Ask, not Advise. It is not your job to talk them out of suicide or point out all the reasons for them to live. If you go this route, they will likely shut down and feel misunderstood. It may even make them feel angrier or more disconnected from others than before. As a supporter, you can validate the pain that they are in and also that you understand that suicide seems like an option for them, yet still being clear that you do not agree that suicide is an option. As you validate their pain, you can also state that you would like to help them find other ways of reducing their pain. For example,
“I hear that you feel like there is no hope and that this is too much for you to take right now.
I get that because your feel so trapped in all this that you believe that suicide is the only way out.
I get that you think suicide is the only way out.
But I think there are still other options available, and I’m willing to help you explore those.”
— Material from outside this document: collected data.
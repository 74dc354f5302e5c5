//! Project CRUD with institution-scoped visibility.

use axum::extract::{Multipart, Path, Query, State};
use axum::http::StatusCode;
use axum::Json;
use promis_core::error::CoreError;
use promis_core::types::DbId;
use promis_core::visibility;
use promis_db::models::project::{CreateProject, Project, UpdateProject};
use promis_db::repositories::project_repo::ProjectRepo;
use serde_json::Value;

use crate::error::AppResult;
use crate::handlers::{convert_money_fields, DisplayQuery};
use crate::middleware::auth::AuthUser;
use crate::resolution::resolve_project;
use crate::state::AppState;
use crate::uploads::{parse_multipart, persist_uploads, ParsedUpload};

/// Monetary project fields rendered in the display currency.
const MONEY_FIELDS: &[&str] = &["tec", "awarded_amount"];

fn project_view(project: &Project, rate: f64) -> Value {
    let mut value = serde_json::to_value(project).unwrap_or(Value::Null);
    convert_money_fields(&mut value, MONEY_FIELDS, rate);
    value
}

/// GET /projects -- admin sees all, others see own plus institution peers'.
pub async fn list_projects(
    State(state): State<AppState>,
    user: AuthUser,
    Query(display): Query<DisplayQuery>,
) -> AppResult<Json<Vec<Value>>> {
    let rate = display.rate()?;
    let projects = if user.viewer().is_admin() {
        ProjectRepo::list_all(&state.pool).await?
    } else {
        ProjectRepo::list_visible(&state.pool, user.user_id, user.institution_id.as_deref())
            .await?
    };
    Ok(Json(projects.iter().map(|p| project_view(p, rate)).collect()))
}

/// POST /projects -- multipart fields plus optional attachments.
pub async fn create_project(
    State(state): State<AppState>,
    user: AuthUser,
    multipart: Multipart,
) -> AppResult<(StatusCode, Json<Project>)> {
    let ParsedUpload { fields, pending } = parse_multipart(multipart).await?;
    let input: CreateProject = serde_json::from_value(Value::Object(fields.clone()))
        .map_err(|e| CoreError::Validation(format!("Invalid project payload: {e}")))?;
    persist_uploads(&pending, &fields, &state.config.upload_dir).await?;

    let project = ProjectRepo::create(&state.pool, &input, user.user_id).await?;
    tracing::info!(project_id = project.id, created_by = user.user_id, "project created");
    Ok((StatusCode::CREATED, Json(project)))
}

/// GET /projects/{reference} -- id or exact name; 403 when not visible.
pub async fn get_project(
    State(state): State<AppState>,
    user: AuthUser,
    Path(reference): Path<String>,
    Query(display): Query<DisplayQuery>,
) -> AppResult<Json<Value>> {
    let rate = display.rate()?;
    let project = resolve_project(&state.pool, &reference).await?;
    if !visibility::can_view_project(
        &user.viewer(),
        project.created_by,
        project.institution.as_deref(),
    ) {
        return Err(CoreError::Forbidden("You may not view this project".into()).into());
    }
    Ok(Json(project_view(&project, rate)))
}

/// PUT /projects/{id} -- owner or admin; multipart like create.
pub async fn update_project(
    State(state): State<AppState>,
    user: AuthUser,
    Path(id): Path<DbId>,
    multipart: Multipart,
) -> AppResult<Json<Project>> {
    let existing = ProjectRepo::find_by_id(&state.pool, id)
        .await?
        .ok_or(CoreError::NotFound {
            entity: "project",
            id,
        })?;
    if !visibility::can_mutate_project(&user.viewer(), existing.created_by) {
        return Err(CoreError::Forbidden("Only the creator or an admin may edit this project".into()).into());
    }

    let ParsedUpload { fields, pending } = parse_multipart(multipart).await?;
    let input: UpdateProject = serde_json::from_value(Value::Object(fields.clone()))
        .map_err(|e| CoreError::Validation(format!("Invalid project payload: {e}")))?;
    persist_uploads(&pending, &fields, &state.config.upload_dir).await?;

    let updated = ProjectRepo::update(&state.pool, id, &input)
        .await?
        .ok_or(CoreError::NotFound {
            entity: "project",
            id,
        })?;
    tracing::info!(project_id = id, user_id = user.user_id, "project updated");
    Ok(Json(updated))
}

/// DELETE /projects/{id} -- owner or admin; progress records cascade.
pub async fn delete_project(
    State(state): State<AppState>,
    user: AuthUser,
    Path(id): Path<DbId>,
) -> AppResult<StatusCode> {
    let existing = ProjectRepo::find_by_id(&state.pool, id)
        .await?
        .ok_or(CoreError::NotFound {
            entity: "project",
            id,
        })?;
    if !visibility::can_mutate_project(&user.viewer(), existing.created_by) {
        return Err(
            CoreError::Forbidden("Only the creator or an admin may delete this project".into())
                .into(),
        );
    }

    ProjectRepo::delete(&state.pool, id).await?;
    tracing::info!(project_id = id, user_id = user.user_id, "project deleted");
    Ok(StatusCode::NO_CONTENT)
}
Once you are certain that they feel understood by you, and you have given them time to share what they need too, then you may begin to venture into what has kept them going this long and what they do have to live for? Try not to provide these yourself, but rather, ask questions that help them to identify these reasons themselves.
No False Promises. Finally, don’t make any promises you can’t keep or don’t intend to, and definitely do not promise that you will keep their suicidal thoughts a secret. Let them know that you cannot support them on your own and that you will need to talk to somebody, even if it is someone outside of their family, such as a professional. Let them know that you need to make sure you have your own supports in place so that you can make sure you are helping them in the best way.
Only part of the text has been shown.